From Balochistan to Islamabad: Why I have been marching since I was 12

From Balochistan to Islamabad: Why I have been marching since I was 12

If we could forget our loved ones, we would not even protest. However, moving forward is difficult, especially when you don’t even know if they are alive or not.

Over the last 14 years, I have travelled to Islamabad many times, holding a framed picture of my father, Dr Deen Mohammed Baloch, and screaming my heart out, demanding to know his whereabouts. Each time I have come to Islamabad, it is with the hope that one day, the authorities will listen to me and give me back my father.

Or at the very least, give me some answers as to where he disappeared.

You see, my father was abducted from Ornach hospital in Khuzdar, Balochistan, on June 28, 2009. I was a little girl of hardly 10 years old. Two years after his abduction, in April 2011, I participated in a train march along with seven other families, followed by another train march in 2013.

Sammi Deen Baloch sitting outside the Frere Hall in Karachi on August 30, to mark the International Day of the Victims of Enforced Disappearances.— Photo: Anushe Engineer/ Dawn.com

In 2014 came the most difficult journey of my life — the long march to Islamabad — when I, along with relatives of other missing persons, marched on foot for 116 days from Quetta to Islamabad — a journey of almost 2,000 kilometres. I was 15 years old then. By the time we reached the capital, my body was shattered and my feet were completely swollen, but I was hopeful that this time, those in power would show some mercy and release our loved ones.

I was so wrong.

Haseeba Qambrani came to Islamabad for the first time with us in 2021; she was lucky the authorities heard her and released her missing brother and cousin. I did not see her in any protest after that. None of us would protest if our loved ones are released. Who would like to sleep under the open sky in the freezing cold weather? We are helpless.

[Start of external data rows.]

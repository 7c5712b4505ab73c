//! Canvas 画布模块 - 核心渲染接口

use crate::{Color, Paint, PaintStyle, Rect};

/// 画布状态
#[derive(Clone)]
struct CanvasState {
    clip_rect: Option<Rect>,
    translation: (f32, f32),
}

/// 画布 - 主要渲染接口
pub struct Canvas {
    width: u32,
    height: u32,
    pixels: Vec<Color>,
    clip_rect: Option<Rect>,
    translation: (f32, f32),
    state_stack: Vec<CanvasState>,
}

impl Canvas {
    pub fn new(width: u32, height: u32) -> Self {
        Self {
            width,
            height,
            pixels: vec![Color::TRANSPARENT; (width * height) as usize],
            clip_rect: None,
            translation: (0.0, 0.0),
            state_stack: Vec::new(),
        }
    }

    /// 保存当前状态（裁剪区域和变换）
    pub fn save(&mut self) {
        self.state_stack.push(CanvasState {
            clip_rect: self.clip_rect,
            translation: self.translation,
        });
    }

    /// 恢复上一次保存的状态
    pub fn restore(&mut self) {
        if let Some(state) = self.state_stack.pop() {
            self.clip_rect = state.clip_rect;
            self.translation = state.translation;
        }
    }

    /// 平移坐标系
    pub fn translate(&mut self, dx: f32, dy: f32) {
        self.translation.0 += dx;
        self.translation.1 += dy;
    }

    pub fn width(&self) -> u32 { self.width }
    pub fn height(&self) -> u32 { self.height }

    /// 获取像素数据引用
    pub fn pixels(&self) -> &[Color] {
        &self.pixels
    }

    /// 清空画布
    pub fn clear(&mut self, color: Color) {
        self.pixels.fill(color);
    }

    /// 设置裁剪区域（与已有裁剪区域求交）
    pub fn clip_rect(&mut self, rect: Rect) {
        // 裁剪坐标在当前变换下指定
        let rect = Rect::new(
            rect.x + self.translation.0,
            rect.y + self.translation.1,
            rect.width,
            rect.height,
        );
        if let Some(current) = self.clip_rect {
            let x = current.x.max(rect.x);
            let y = current.y.max(rect.y);
            let right = current.right().min(rect.right());
            let bottom = current.bottom().min(rect.bottom());

            if right > x && bottom > y {
                self.clip_rect = Some(Rect::new(x, y, right - x, bottom - y));
            } else {
                // 无交集，空区域
                self.clip_rect = Some(Rect::new(0.0, 0.0, 0.0, 0.0));
            }
        } else {
            self.clip_rect = Some(rect);
        }
    }

    /// 重置裁剪区域
    pub fn reset_clip(&mut self) {
        self.clip_rect = None;
    }

    /// 获取像素
    #[inline]
    pub fn get_pixel(&self, x: u32, y: u32) -> Color {
        if x < self.width && y < self.height {
            self.pixels[(y * self.width + x) as usize]
        } else {
            Color::TRANSPARENT
        }
    }

    /// 设置像素（带 alpha 混合）
    #[inline]
    pub fn set_pixel(&mut self, x: i32, y: i32, color: Color) {
        if x < 0 || y < 0 || x >= self.width as i32 || y >= self.height as i32 {
            return;
        }

        // 检查裁剪区域
        if let Some(clip) = &self.clip_rect {
            if x < clip.x as i32 || x >= clip.right() as i32 ||
               y < clip.y as i32 || y >= clip.bottom() as i32 {
                return;
            }
        }

        let idx = (y as u32 * self.width + x as u32) as usize;
        if color.a == 255 {
            self.pixels[idx] = color;
        } else if color.a > 0 {
            self.pixels[idx] = color.blend(&self.pixels[idx]);
        }
    }

    /// 设置像素（带抗锯齿 coverage）
    fn set_pixel_aa(&mut self, x: i32, y: i32, color: Color, coverage: f32) {
        if coverage <= 0.0 { return; }
        let a = (color.a as f32 * coverage.min(1.0)) as u8;
        self.set_pixel(x, y, Color::new(color.r, color.g, color.b, a));
    }

    /// 绘制矩形
    pub fn draw_rect(&mut self, rect: &Rect, paint: &Paint) {
        match paint.style {
            PaintStyle::Fill => self.fill_rect(rect, &paint.color),
            PaintStyle::Stroke => self.stroke_rect(rect, paint),
            PaintStyle::FillAndStroke => {
                self.fill_rect(rect, &paint.color);
                self.stroke_rect(rect, paint);
            }
        }
    }

    fn fill_rect(&mut self, rect: &Rect, color: &Color) {
        let tx = self.translation.0;
        let ty = self.translation.1;

        let x0 = (rect.x + tx).max(0.0) as i32;
        let y0 = (rect.y + ty).max(0.0) as i32;
        let x1 = (rect.right() + tx).min(self.width as f32) as i32;
        let y1 = (rect.bottom() + ty).min(self.height as f32) as i32;

        for y in y0..y1 {
            for x in x0..x1 {
                self.set_pixel(x, y, *color);
            }
        }
    }

    fn stroke_rect(&mut self, rect: &Rect, paint: &Paint) {
        let w = paint.stroke_width;
        // 上边
        self.fill_rect(&Rect::new(rect.x, rect.y, rect.width, w), &paint.color);
        // 下边
        self.fill_rect(&Rect::new(rect.x, rect.bottom() - w, rect.width, w), &paint.color);
        // 左边
        self.fill_rect(&Rect::new(rect.x, rect.y, w, rect.height), &paint.color);
        // 右边
        self.fill_rect(&Rect::new(rect.right() - w, rect.y, w, rect.height), &paint.color);
    }

    /// 绘制圆角矩形（填充）
    /// 逐像素做四角圆弧裁剪，radius 超过半边长时自动收缩
    pub fn fill_round_rect(&mut self, rect: &Rect, radius: f32, color: Color) {
        if radius <= 0.0 {
            self.fill_rect(rect, &color);
            return;
        }
        let radius = radius.min(rect.width / 2.0).min(rect.height / 2.0);
        let w = rect.width;
        let h = rect.height;
        let tx = self.translation.0;
        let ty = self.translation.1;

        let x0 = (rect.x + tx).max(0.0) as i32;
        let y0 = (rect.y + ty).max(0.0) as i32;
        let x1 = (rect.right() + tx).min(self.width as f32) as i32;
        let y1 = (rect.bottom() + ty).min(self.height as f32) as i32;

        for py in y0..y1 {
            for px in x0..x1 {
                let dx = px as f32 + 0.5 - (rect.x + tx);
                let dy = py as f32 + 0.5 - (rect.y + ty);

                // 距最近圆角圆心的距离，非角区域 coverage 恒为 1
                let corner: Option<(f32, f32)> = if dx < radius && dy < radius {
                    Some((radius, radius))
                } else if dx > w - radius && dy < radius {
                    Some((w - radius, radius))
                } else if dx < radius && dy > h - radius {
                    Some((radius, h - radius))
                } else if dx > w - radius && dy > h - radius {
                    Some((w - radius, h - radius))
                } else {
                    None
                };

                match corner {
                    None => self.set_pixel(px, py, color),
                    Some((cx, cy)) => {
                        let d = ((dx - cx).powi(2) + (dy - cy).powi(2)).sqrt();
                        if d <= radius + 0.5 {
                            let coverage = (radius + 0.5 - d).min(1.0);
                            self.set_pixel_aa(px, py, color, coverage);
                        }
                    }
                }
            }
        }
    }

    /// 绘制圆形（填充，抗锯齿）- 用于加载指示器
    pub fn fill_circle(&mut self, cx: f32, cy: f32, radius: f32, color: Color) {
        let cx = cx + self.translation.0;
        let cy = cy + self.translation.1;

        let x0 = (cx - radius - 1.0).max(0.0) as i32;
        let y0 = (cy - radius - 1.0).max(0.0) as i32;
        let x1 = (cx + radius + 1.0).min(self.width as f32) as i32;
        let y1 = (cy + radius + 1.0).min(self.height as f32) as i32;

        for y in y0..y1 {
            for x in x0..x1 {
                let dx = x as f32 + 0.5 - cx;
                let dy = y as f32 + 0.5 - cy;
                let d = (dx * dx + dy * dy).sqrt();
                if d <= radius + 0.5 {
                    let coverage = (radius + 0.5 - d).min(1.0);
                    self.set_pixel_aa(x, y, color, coverage);
                }
            }
        }
    }

    /// 绘制线段（Bresenham）
    pub fn draw_line(&mut self, x0: f32, y0: f32, x1: f32, y1: f32, paint: &Paint) {
        let mut x0 = (x0 + self.translation.0) as i32;
        let mut y0 = (y0 + self.translation.1) as i32;
        let x1 = (x1 + self.translation.0) as i32;
        let y1 = (y1 + self.translation.1) as i32;

        let dx = (x1 - x0).abs();
        let dy = -(y1 - y0).abs();
        let sx = if x0 < x1 { 1 } else { -1 };
        let sy = if y0 < y1 { 1 } else { -1 };
        let mut err = dx + dy;

        loop {
            self.set_pixel(x0, y0, paint.color);
            if x0 == x1 && y0 == y1 { break; }
            let e2 = 2 * err;
            if e2 >= dy {
                err += dy;
                x0 += sx;
            }
            if e2 <= dx {
                err += dx;
                y0 += sy;
            }
        }
    }

    /// 绘制图片数据（RGBA 格式，双线性插值）
    /// img_data: RGBA 像素数据
    /// img_w, img_h: 图片原始尺寸
    /// x, y, w, h: 目标绘制区域
    /// radius: 圆角裁剪半径
    pub fn draw_image(
        &mut self,
        img_data: &[u8],
        img_w: u32,
        img_h: u32,
        x: f32,
        y: f32,
        w: f32,
        h: f32,
        mode: ImageFit,
        radius: f32,
    ) {
        if img_w == 0 || img_h == 0 || img_data.len() < (img_w * img_h * 4) as usize {
            return;
        }

        // 计算缩放和偏移
        let (scale_x, scale_y, offset_x, offset_y) = match mode {
            ImageFit::Contain => {
                // 保持比例，完整显示，可能留白
                let scale = (w / img_w as f32).min(h / img_h as f32);
                let scaled_w = img_w as f32 * scale;
                let scaled_h = img_h as f32 * scale;
                (scale, scale, (w - scaled_w) / 2.0, (h - scaled_h) / 2.0)
            }
            ImageFit::Cover => {
                // 保持比例，填满区域，可能裁剪
                let scale = (w / img_w as f32).max(h / img_h as f32);
                let scaled_w = img_w as f32 * scale;
                let scaled_h = img_h as f32 * scale;
                (scale, scale, (w - scaled_w) / 2.0, (h - scaled_h) / 2.0)
            }
            ImageFit::Fill => {
                // 拉伸填满
                (w / img_w as f32, h / img_h as f32, 0.0, 0.0)
            }
        };

        let dest_x0 = (x + self.translation.0) as i32;
        let dest_y0 = (y + self.translation.1) as i32;
        let dest_x1 = (x + self.translation.0 + w) as i32;
        let dest_y1 = (y + self.translation.1 + h) as i32;

        let has_radius = radius > 0.0;

        for dest_y in dest_y0..dest_y1 {
            for dest_x in dest_x0..dest_x1 {
                let dx = (dest_x - dest_x0) as f32;
                let dy = (dest_y - dest_y0) as f32;

                // 圆角裁剪
                if has_radius {
                    let in_corner = |corner_x: f32, corner_y: f32| -> bool {
                        let cdx = dx - corner_x;
                        let cdy = dy - corner_y;
                        cdx * cdx + cdy * cdy > radius * radius
                    };
                    if dx < radius && dy < radius && in_corner(radius, radius) {
                        continue;
                    }
                    if dx > w - radius && dy < radius && in_corner(w - radius, radius) {
                        continue;
                    }
                    if dx < radius && dy > h - radius && in_corner(radius, h - radius) {
                        continue;
                    }
                    if dx > w - radius && dy > h - radius && in_corner(w - radius, h - radius) {
                        continue;
                    }
                }

                // 计算源图片坐标
                let local_x = (dx - offset_x) / scale_x;
                let local_y = (dy - offset_y) / scale_y;

                if local_x < 0.0 || local_y < 0.0 ||
                   local_x >= img_w as f32 || local_y >= img_h as f32 {
                    continue;
                }

                // 双线性插值采样
                let src_x = local_x.floor() as u32;
                let src_y = local_y.floor() as u32;
                let fx = local_x - src_x as f32;
                let fy = local_y - src_y as f32;

                let sample = |sx: u32, sy: u32| -> (f32, f32, f32, f32) {
                    let sx = sx.min(img_w - 1);
                    let sy = sy.min(img_h - 1);
                    let idx = ((sy * img_w + sx) * 4) as usize;
                    (
                        img_data[idx] as f32,
                        img_data[idx + 1] as f32,
                        img_data[idx + 2] as f32,
                        img_data[idx + 3] as f32,
                    )
                };

                let c00 = sample(src_x, src_y);
                let c10 = sample(src_x + 1, src_y);
                let c01 = sample(src_x, src_y + 1);
                let c11 = sample(src_x + 1, src_y + 1);

                let lerp = |a: f32, b: f32, t: f32| a + (b - a) * t;
                let r = lerp(lerp(c00.0, c10.0, fx), lerp(c01.0, c11.0, fx), fy) as u8;
                let g = lerp(lerp(c00.1, c10.1, fx), lerp(c01.1, c11.1, fx), fy) as u8;
                let b = lerp(lerp(c00.2, c10.2, fx), lerp(c01.2, c11.2, fx), fy) as u8;
                let a = lerp(lerp(c00.3, c10.3, fx), lerp(c01.3, c11.3, fx), fy) as u8;

                self.set_pixel(dest_x, dest_y, Color::new(r, g, b, a));
            }
        }
    }

    /// 导出为 RGBA 字节数组
    pub fn to_rgba(&self) -> Vec<u8> {
        let mut data = Vec::with_capacity((self.width * self.height * 4) as usize);
        for pixel in &self.pixels {
            data.push(pixel.r);
            data.push(pixel.g);
            data.push(pixel.b);
            data.push(pixel.a);
        }
        data
    }

    /// 保存为 PNG
    pub fn save_png(&self, path: &str) -> Result<(), String> {
        use image::{ImageBuffer, Rgba};

        let img: ImageBuffer<Rgba<u8>, Vec<u8>> = ImageBuffer::from_raw(
            self.width,
            self.height,
            self.to_rgba()
        ).ok_or("Failed to create image buffer")?;

        img.save(path).map_err(|e| e.to_string())
    }
}

/// 图片填充模式
#[derive(Debug, Clone, Copy, PartialEq)]
pub enum ImageFit {
    /// 保持比例填满区域，可能裁剪
    Cover,
    /// 保持比例完整显示，可能留白
    Contain,
    /// 拉伸填满
    Fill,
}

I have lost all hope in Islamabad now, especially after the recent unpleasant events, when the police fired tear gas and doused us in ice-cold water using a water cannon on the frosty night between Wednesday and Thursday [December 20 and 21]. Subsequently, the police arrested 283 peaceful protesters, including 47 women and five children; 87 are still in their custody. They then bundled us into buses and attempted to send us back to Quetta as if we were illegal immigrants who had crossed the border illegally.

Baloch protesters stage a sit-in on a cold December night outside the National Press Club in Islamabad. — Photo courtesy BYC/X

But what else can we do?

Peaceful protests and marches are our only option. We cannot sit silently at home. The only thing left for us is to protest and march. If we could forget and ignore our loved ones, we would not even protest. However, moving forward and forgetting our loved ones is difficult and painful, especially when you don’t even know if they are alive or not.

All families of missing persons, including my own, see no future. The state has stolen our childhood. We are broken from within, helpless, and our desires and wishes have died. Our only option is to raise our voices peacefully, but even that is intolerable and unacceptable for the state.

The state behaves like a stepmother. Instead of paying heed to our concerns and listening to our justified demands, it launches propaganda campaigns against us through its ministers and lodges fake and fabricated cases against us.

killed in an alleged encounter, his family decided they would not remain silent. The whole of Turbat — people from all walks of life, irrespective of caste, creed, social status, political ideology, and religious beliefs — stood with Balaach’s family.

When I traveled to Turbat, I encountered dozens of low-income families from the remote areas of Kech district who could barely afford to travel to the district headquarters. Their loved ones had gone missing unnoticed. Their cases were undocumented. Some poor families did not even own mobile phones; several said their loved ones had been killed during extrajudicial encounters. They had just collected the bodies and returned home.

But Balaach’s case changed everything. The court took up his case in the last week of November. Scores of families of missing persons just like mine marched with his lifeless body outside the court premises. It was a unique case where a deceased individual was presented in court. It was then that we decided to travel across Balochistan, visit families, document their cases, and take them to Islamabad — where decisions are made.

This time, I did not come alone. We are not a dozen or a hundred; instead, hundreds of mothers, wives, children, brothers and fathers of missing persons have come to Islamabad to be heard, healed and helped.

Baloch protesters continue a sit-in outside the National Press Club in Islamabad on Saturday. — Baloch Yakjehti Committee/ X

We reached Islamabad on Wednesday after sunset, but were not allowed to march to the National Press Club. The state welcomed us with baton charges, sprayed cold water on aged mothers, young students and children and dragged them on the roads before shifting them to prisons. The next day, screaming women and young girls were dragged out of the women police station and forced into buses to send them back to Quetta.

But why? To not allow us to protest and ask questions about our loved ones who have been forcibly disappeared?

Over 14 years, I have taken the path of peaceful activism and I will always opt for that. All the families have come to Islamabad with the hope that they will be heard and healed. But the state’s attitude towards them has made many angry and despondent. The least the authorities can do is hear them out instead of inflicting violence upon them and rubbing salt on their wounds.